TASK DESCRIPTION:
With the first line below as the start and the line containing "#[instrument]" as the end, copy every line between them exactly, ends included.

[Extracted data entries]
◆ ◆ ◆ ◆

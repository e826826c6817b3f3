//! Database configuration module for `PantryBuddy`.
//!
//! This module handles `SQLite` database connection and table creation using `SeaORM`.
//! Tables are generated from the entity definitions with `Schema::create_table_from_entity`,
//! so the schema always matches the Rust structs. The composite indexes that back the
//! owner-scoped list query and the conditional soft delete are created alongside the table.
//! Every statement is `IF NOT EXISTS`, so startup can run this against an existing file.

use crate::entities::{PantryItem, pantry_item};
use crate::errors::Result;
use sea_orm::sea_query::{Index, IndexCreateStatement};
use sea_orm::{ConnectionTrait, Database, DatabaseConnection, Schema};
use std::path::Path;
use tracing::{debug, info, instrument};

const DEFAULT_DATABASE_URL: &str = "sqlite://data/pantry_buddy.sqlite?mode=rwc";

/// Gets the database URL from environment variable or returns default `SQLite` path.
///
/// This function looks for `DATABASE_URL` in the environment and falls back to
/// a default local `SQLite` file if not found.
#[must_use]
pub fn get_database_url() -> String {
    std::env::var("DATABASE_URL").unwrap_or_else(|_| DEFAULT_DATABASE_URL.to_string())
}

/// Creates the directory a file-backed `SQLite` URL points into, if it is missing.
///
/// Other backends and in-memory URLs are left alone.
pub fn ensure_sqlite_parent_dir(database_url: &str) -> Result<()> {
    let Some(rest) = database_url.strip_prefix("sqlite://") else {
        return Ok(());
    };
    let path = rest.split('?').next().unwrap_or_default();
    if path.is_empty() || path.starts_with(":memory:") {
        return Ok(());
    }

    if let Some(parent) = Path::new(path)
        .parent()
        .filter(|p| !p.as_os_str().is_empty())
    {
        std::fs::create_dir_all(parent)?;
        debug!("Ensured database directory {:?}", parent);
    }
    Ok(())
}

/// Establishes a connection to the database at `database_url`.
///
/// The returned handle is owned by the caller and passed by reference to every store
/// function; dropping it (or calling `close`) tears the pool down.
#[instrument]
pub async fn create_connection(database_url: &str) -> Result<DatabaseConnection> {
    debug!("Connecting to database");
    Database::connect(database_url).await.map_err(Into::into)
}

/// Index covering the owner-scoped status filter.
fn owner_status_index() -> IndexCreateStatement {
    Index::create()
        .name("idx_pantry_items_owner_status")
        .table(PantryItem)
        .col(pantry_item::Column::OwnerId)
        .col(pantry_item::Column::Status)
        .if_not_exists()
        .to_owned()
}

/// Index covering the owner-scoped list query including its order columns.
fn owner_status_package_date_index() -> IndexCreateStatement {
    Index::create()
        .name("idx_pantry_items_owner_status_package_created")
        .table(PantryItem)
        .col(pantry_item::Column::OwnerId)
        .col(pantry_item::Column::Status)
        .col(pantry_item::Column::DateOnPackage)
        .col(pantry_item::Column::CreatedAt)
        .if_not_exists()
        .to_owned()
}

/// Creates the pantry table and its indexes from the entity definition.
pub async fn create_tables<C>(db: &C) -> Result<()>
where
    C: ConnectionTrait,
{
    let builder = db.get_database_backend();
    let schema = Schema::new(builder);

    let mut pantry_table = schema.create_table_from_entity(PantryItem);
    pantry_table.if_not_exists();

    db.execute(builder.build(&pantry_table)).await?;
    db.execute(builder.build(&owner_status_index())).await?;
    db.execute(builder.build(&owner_status_package_date_index()))
        .await?;

    info!("Database tables and indexes ensured");
    Ok(())
}
//! HTTP handlers for the pantry endpoints.
//!
//! Handlers only unpack the request, resolve the caller, and call into
//! [`crate::core::service`]. All validation and ownership rules live there.

use super::{AppState, session::Caller};
use crate::{
    core::{
        ordering::ArrangedEntries,
        service::{self, RawEntryInput},
    },
    entities::pantry_item,
    errors::{Error, Result},
    vocabulary::{DateLabelType, SortOption, Unit},
};
use axum::{
    Json,
    extract::{Path, Query, State, rejection::JsonRejection},
    http::StatusCode,
    response::IntoResponse,
};
use serde::{Deserialize, Serialize};
use tracing::{debug, error};

/// Body of `GET /api/pantry`.
#[derive(Debug, Serialize)]
pub struct ItemsResponse {
    /// Active items in store order
    pub items: Vec<pantry_item::Model>,
}

/// Query string of `GET /api/pantry/sections`.
#[derive(Debug, Default, Deserialize)]
pub struct SectionsQuery {
    /// Requested sort option code
    pub sort: Option<String>,
}

/// Body of `GET /api/pantry/sections`.
#[derive(Debug, Serialize)]
pub struct SectionsResponse {
    /// Sort option actually applied
    pub sort: SortOption,
    /// Dated and undated sections
    #[serde(flatten)]
    pub sections: ArrangedEntries,
}

/// One selectable value with its label.
#[derive(Debug, Serialize)]
pub struct VocabularyEntry {
    /// Wire code
    pub value: &'static str,
    /// Display label
    pub label: &'static str,
}

/// Body of `GET /api/vocabulary`.
#[derive(Debug, Serialize)]
#[serde(rename_all = "camelCase")]
pub struct VocabularyResponse {
    /// Units of measure
    pub units: Vec<VocabularyEntry>,
    /// Package date meanings
    pub date_label_types: Vec<VocabularyEntry>,
    /// Display sort options
    pub sort_options: Vec<VocabularyEntry>,
    /// Sort option used when none is requested
    pub default_sort: SortOption,
}

/// `GET /api/pantry` - the caller's active items.
pub async fn list_items(
    State(state): State<AppState>,
    caller: Caller,
) -> Result<Json<ItemsResponse>> {
    let items = service::list_entries(state.db(), caller.identity()).await?;
    Ok(Json(ItemsResponse { items }))
}

/// `GET /api/pantry/sections?sort=` - the caller's active items arranged for display.
pub async fn list_sections(
    State(state): State<AppState>,
    caller: Caller,
    Query(query): Query<SectionsQuery>,
) -> Result<Json<SectionsResponse>> {
    let sort = SortOption::resolve(query.sort.as_deref());
    let sections = service::list_arranged_entries(state.db(), caller.identity(), sort).await?;
    Ok(Json(SectionsResponse { sort, sections }))
}

/// `POST /api/pantry` - add an item.
///
/// A body that is not a JSON object is answered with the usual JSON error body; field-level
/// type mismatches reach the service and are reported per field.
pub async fn create_item(
    State(state): State<AppState>,
    caller: Caller,
    payload: std::result::Result<Json<RawEntryInput>, JsonRejection>,
) -> Result<impl IntoResponse> {
    let input = match payload {
        Ok(Json(input)) => input,
        Err(_) if caller.identity().is_none() => return Err(Error::Unauthorized),
        Err(rejection) => return Err(rejection.into()),
    };
    let item = service::submit_new_entry(state.db(), caller.identity(), input).await?;
    Ok((StatusCode::CREATED, Json(item)))
}

/// `DELETE /api/pantry/:id` - discard an item.
pub async fn delete_item(
    State(state): State<AppState>,
    caller: Caller,
    Path(entry_id): Path<i64>,
) -> Result<StatusCode> {
    service::remove_entry(state.db(), caller.identity(), entry_id).await?;
    Ok(StatusCode::NO_CONTENT)
}

/// `GET /api/vocabulary` - values and labels for client pickers.
pub async fn vocabulary() -> Json<VocabularyResponse> {
    Json(VocabularyResponse {
        units: Unit::all()
            .into_iter()
            .map(|unit| VocabularyEntry {
                value: unit.as_str(),
                label: unit.label(),
            })
            .collect(),
        date_label_types: DateLabelType::all()
            .into_iter()
            .map(|label_type| VocabularyEntry {
                value: label_type.as_str(),
                label: label_type.label(),
            })
            .collect(),
        sort_options: SortOption::all()
            .into_iter()
            .map(|option| VocabularyEntry {
                value: option.as_str(),
                label: option.label(),
            })
            .collect(),
        default_sort: SortOption::default(),
    })
}

/// `GET /health` - liveness plus a database ping.
pub async fn health(State(state): State<AppState>) -> impl IntoResponse {
    match state.db().ping().await {
        Ok(()) => (StatusCode::OK, Json(serde_json::json!({ "status": "ok" }))),
        Err(e) => {
            error!("Health check database ping failed: {}", e);
            (
                StatusCode::SERVICE_UNAVAILABLE,
                Json(serde_json::json!({ "status": "unavailable" })),
            )
        }
    }
}

/// Fallback for unknown routes.
pub async fn not_found() -> impl IntoResponse {
    debug!("Request for unknown route");
    (
        StatusCode::NOT_FOUND,
        Json(serde_json::json!({ "error": "Not found" })),
    )
}
//! Domain vocabulary - the closed value sets a pantry item is described with.
//!
//! Stored enumerations derive `DeriveActiveEnum` so the database column can only ever hold a
//! known code. Each enumeration exposes its wire code, a human-readable label, the ordered
//! list of valid values, and a `parse` membership check.

use sea_orm::Iterable;
use sea_orm::entity::prelude::*;
use serde::{Deserialize, Serialize};

/// Unit of measure for an item's quantity.
#[derive(
    Debug, Clone, Copy, PartialEq, Eq, Hash, EnumIter, DeriveActiveEnum, Serialize, Deserialize,
)]
#[sea_orm(rs_type = "String", db_type = "Text")]
pub enum Unit {
    /// Whole items
    #[sea_orm(string_value = "count")]
    #[serde(rename = "count")]
    Count,
    /// Grams
    #[sea_orm(string_value = "g")]
    #[serde(rename = "g")]
    Gram,
    /// Ounces
    #[sea_orm(string_value = "oz")]
    #[serde(rename = "oz")]
    Ounce,
    /// Milliliters
    #[sea_orm(string_value = "ml")]
    #[serde(rename = "ml")]
    Milliliter,
}

impl Unit {
    /// Wire and storage code.
    #[must_use]
    pub const fn as_str(self) -> &'static str {
        match self {
            Self::Count => "count",
            Self::Gram => "g",
            Self::Ounce => "oz",
            Self::Milliliter => "ml",
        }
    }

    /// Display label.
    #[must_use]
    pub const fn label(self) -> &'static str {
        match self {
            Self::Count => "Count",
            Self::Gram => "Grams",
            Self::Ounce => "Ounces",
            Self::Milliliter => "Milliliters",
        }
    }

    /// All units in display order.
    #[must_use]
    pub fn all() -> Vec<Self> {
        Self::iter().collect()
    }

    /// Returns the unit whose code is `code`, if any.
    ///
    /// `parse(code).is_some()` is the membership check for this value set.
    #[must_use]
    pub fn parse(code: &str) -> Option<Self> {
        Self::iter().find(|unit| unit.as_str() == code)
    }
}

/// Lifecycle status of a pantry item.
///
/// Only `Active -> Discarded` happens today. `Consumed` is reserved.
#[derive(
    Debug, Clone, Copy, PartialEq, Eq, Hash, EnumIter, DeriveActiveEnum, Serialize, Deserialize,
)]
#[sea_orm(rs_type = "String", db_type = "Text")]
#[serde(rename_all = "SCREAMING_SNAKE_CASE")]
pub enum EntryStatus {
    /// In the pantry and listed
    #[sea_orm(string_value = "ACTIVE")]
    Active,
    /// Eaten or used up
    #[sea_orm(string_value = "CONSUMED")]
    Consumed,
    /// Removed by the owner
    #[sea_orm(string_value = "DISCARDED")]
    Discarded,
}

impl EntryStatus {
    /// Wire and storage code.
    #[must_use]
    pub const fn as_str(self) -> &'static str {
        match self {
            Self::Active => "ACTIVE",
            Self::Consumed => "CONSUMED",
            Self::Discarded => "DISCARDED",
        }
    }

    /// All statuses.
    #[must_use]
    pub fn all() -> Vec<Self> {
        Self::iter().collect()
    }

    /// Returns the status whose code is `code`, if any.
    #[must_use]
    pub fn parse(code: &str) -> Option<Self> {
        Self::iter().find(|status| status.as_str() == code)
    }
}

/// What the date printed on a package means.
#[derive(
    Debug, Clone, Copy, PartialEq, Eq, Hash, EnumIter, DeriveActiveEnum, Serialize, Deserialize,
)]
#[sea_orm(rs_type = "String", db_type = "Text")]
#[serde(rename_all = "snake_case")]
pub enum DateLabelType {
    /// "Best if used by"
    #[sea_orm(string_value = "best_if_used_by")]
    BestIfUsedBy,
    /// "Best before"
    #[sea_orm(string_value = "best_before")]
    BestBefore,
    /// "Use by"
    #[sea_orm(string_value = "use_by")]
    UseBy,
    /// "Sell by"
    #[sea_orm(string_value = "sell_by")]
    SellBy,
    /// "Expiration date"
    #[sea_orm(string_value = "expiration_date")]
    ExpirationDate,
    /// Owner does not know which kind of date it is
    #[sea_orm(string_value = "not_sure")]
    NotSure,
}

impl DateLabelType {
    /// Wire and storage code.
    #[must_use]
    pub const fn as_str(self) -> &'static str {
        match self {
            Self::BestIfUsedBy => "best_if_used_by",
            Self::BestBefore => "best_before",
            Self::UseBy => "use_by",
            Self::SellBy => "sell_by",
            Self::ExpirationDate => "expiration_date",
            Self::NotSure => "not_sure",
        }
    }

    /// Display label.
    #[must_use]
    pub const fn label(self) -> &'static str {
        match self {
            Self::BestIfUsedBy => "Best if used by",
            Self::BestBefore => "Best before",
            Self::UseBy => "Use by",
            Self::SellBy => "Sell by",
            Self::ExpirationDate => "Expiration date",
            Self::NotSure => "Not sure",
        }
    }

    /// All label types in display order.
    #[must_use]
    pub fn all() -> Vec<Self> {
        Self::iter().collect()
    }

    /// Returns the label type whose code is `code`, if any.
    #[must_use]
    pub fn parse(code: &str) -> Option<Self> {
        Self::iter().find(|label_type| label_type.as_str() == code)
    }
}

/// How the pantry list is ordered for display.
#[derive(Debug, Clone, Copy, PartialEq, Eq, Hash, Default, EnumIter, Serialize, Deserialize)]
pub enum SortOption {
    /// Latest package date first
    #[default]
    #[serde(rename = "packageDateNewest")]
    PackageDateNewest,
    /// Earliest package date first
    #[serde(rename = "packageDateOldest")]
    PackageDateOldest,
    /// Most recently added first
    #[serde(rename = "addedDateNewest")]
    AddedDateNewest,
    /// Least recently added first
    #[serde(rename = "addedDateOldest")]
    AddedDateOldest,
    /// Name, A to Z
    #[serde(rename = "nameAZ")]
    NameAz,
    /// Name, Z to A
    #[serde(rename = "nameZA")]
    NameZa,
}

impl SortOption {
    /// Option used when a requested option is not recognized.
    pub const FALLBACK: Self = Self::AddedDateNewest;

    /// Wire code.
    #[must_use]
    pub const fn as_str(self) -> &'static str {
        match self {
            Self::PackageDateNewest => "packageDateNewest",
            Self::PackageDateOldest => "packageDateOldest",
            Self::AddedDateNewest => "addedDateNewest",
            Self::AddedDateOldest => "addedDateOldest",
            Self::NameAz => "nameAZ",
            Self::NameZa => "nameZA",
        }
    }

    /// Display label.
    #[must_use]
    pub const fn label(self) -> &'static str {
        match self {
            Self::PackageDateNewest => "Package date (newest first)",
            Self::PackageDateOldest => "Package date (oldest first)",
            Self::AddedDateNewest => "Date added (newest first)",
            Self::AddedDateOldest => "Date added (oldest first)",
            Self::NameAz => "Name (A-Z)",
            Self::NameZa => "Name (Z-A)",
        }
    }

    /// All sort options in display order.
    #[must_use]
    pub fn all() -> Vec<Self> {
        Self::iter().collect()
    }

    /// Returns the option whose code is `code`, if any.
    #[must_use]
    pub fn parse(code: &str) -> Option<Self> {
        Self::iter().find(|option| option.as_str() == code)
    }

    /// Resolves a requested option.
    ///
    /// Absent or blank requests get the default; unknown codes get [`Self::FALLBACK`].
    #[must_use]
    pub fn resolve(requested: Option<&str>) -> Self {
        match requested.map(str::trim) {
            None | Some("") => Self::default(),
            Some(code) => Self::parse(code).unwrap_or_else(|| {
                tracing::debug!("Unknown sort option '{}', using fallback", code);
                Self::FALLBACK
            }),
        }
    }
}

◆ ◆ ◆ ◆

THE ANSWER:
repository e826826c6817b3f3
//! Database configuration module for `PantryBuddy`.
//!
//! This module handles `SQLite` database connection and table creation using `SeaORM`.
//! Tables are generated from the entity definitions with `Schema::create_table_from_entity`,
//! so the schema always matches the Rust structs. The composite indexes that back the
//! owner-scoped list query and the conditional soft delete are created alongside the table.
//! Every statement is `IF NOT EXISTS`, so startup can run this against an existing file.

use crate::entities::{PantryItem, pantry_item};
use crate::errors::Result;
use sea_orm::sea_query::{Index, IndexCreateStatement};
use sea_orm::{ConnectionTrait, Database, DatabaseConnection, Schema};
use std::path::Path;
use tracing::{debug, info, instrument};

const DEFAULT_DATABASE_URL: &str = "sqlite://data/pantry_buddy.sqlite?mode=rwc";

/// Gets the database URL from environment variable or returns default `SQLite` path.
///
/// This function looks for `DATABASE_URL` in the environment and falls back to
/// a default local `SQLite` file if not found.
#[must_use]
pub fn get_database_url() -> String {
    std::env::var("DATABASE_URL").unwrap_or_else(|_| DEFAULT_DATABASE_URL.to_string())
}

/// Creates the directory a file-backed `SQLite` URL points into, if it is missing.
///
/// Other backends and in-memory URLs are left alone.
pub fn ensure_sqlite_parent_dir(database_url: &str) -> Result<()> {
    let Some(rest) = database_url.strip_prefix("sqlite://") else {
        return Ok(());
    };
    let path = rest.split('?').next().unwrap_or_default();
    if path.is_empty() || path.starts_with(":memory:") {
        return Ok(());
    }

    if let Some(parent) = Path::new(path)
        .parent()
        .filter(|p| !p.as_os_str().is_empty())
    {
        std::fs::create_dir_all(parent)?;
        debug!("Ensured database directory {:?}", parent);
    }
    Ok(())
}

/// Establishes a connection to the database at `database_url`.
///
/// The returned handle is owned by the caller and passed by reference to every store
/// function; dropping it (or calling `close`) tears the pool down.
#[instrument]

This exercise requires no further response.